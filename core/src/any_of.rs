//! `AnyOfMatcher`: ordered disjunction of matchers.

use crate::{Credential, CredentialMatcher, TraceRecord, TraceSink};
use std::any::Any;
use std::hash::{Hash, Hasher};

/// Matches when at least one sub-matcher matches.
///
/// The dual of [`AllOfMatcher`](crate::AllOfMatcher): evaluation walks the
/// stored order and short-circuits on the first `true`; an empty
/// disjunction never matches and describes as `false`. Description renders
/// `(d1 || d2 || ... || dn)` and is poisoned by any non-describable
/// sub-matcher, exactly like the conjunction.
#[derive(PartialEq, Eq, Hash)]
pub struct AnyOfMatcher {
    matchers: Vec<Box<dyn CredentialMatcher>>,
}

impl std::fmt::Debug for AnyOfMatcher {
    fn fmt(&self, f: &mut std::fmt::Formatter<'_>) -> std::fmt::Result {
        f.debug_struct("AnyOfMatcher")
            .field("len", &self.matchers.len())
            .finish()
    }
}

impl AnyOfMatcher {
    /// Create a disjunction of the given sub-matchers.
    #[must_use]
    pub fn new(matchers: Vec<Box<dyn CredentialMatcher>>) -> Self {
        Self { matchers }
    }

    /// The sub-matchers in evaluation order.
    #[must_use]
    pub fn matchers(&self) -> &[Box<dyn CredentialMatcher>] {
        &self.matchers
    }

    /// Returns the number of sub-matchers.
    #[must_use]
    pub fn len(&self) -> usize {
        self.matchers.len()
    }

    /// Returns `true` if there are no sub-matchers.
    #[must_use]
    pub fn is_empty(&self) -> bool {
        self.matchers.is_empty()
    }
}

impl CredentialMatcher for AnyOfMatcher {
    fn matches(&self, item: &dyn Credential) -> bool {
        self.matchers.iter().any(|m| m.matches(item))
    }

    fn matches_traced(&self, item: &dyn Credential, sink: &dyn TraceSink) -> bool {
        sink.record(TraceRecord::fine(self, item, "matches"));
        for matcher in &self.matchers {
            if matcher.matches_traced(item, sink) {
                sink.record(TraceRecord::summary(
                    self,
                    item,
                    format!("sub-matcher {matcher:?}: true"),
                ));
                return true;
            }
        }
        sink.record(TraceRecord::summary(self, item, "matches: false"));
        false
    }

    fn describe(&self) -> Option<String> {
        if self.matchers.is_empty() {
            return Some("false".to_string());
        }
        let mut parts = Vec::with_capacity(self.matchers.len());
        for matcher in &self.matchers {
            parts.push(matcher.describe()?);
        }
        Some(format!("({})", parts.join(" || ")))
    }

    fn as_any(&self) -> &dyn Any {
        self
    }

    fn dyn_eq(&self, other: &dyn CredentialMatcher) -> bool {
        other.as_any().downcast_ref::<Self>().is_some_and(|o| self == o)
    }

    fn dyn_hash(&self, mut state: &mut dyn Hasher) {
        self.hash(&mut state);
    }
}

####################

» **AIM OF THE TASK**
Looking at the records above, count the lines with the word "evaluation" in them; reply with the number only.

» **REPLY**
2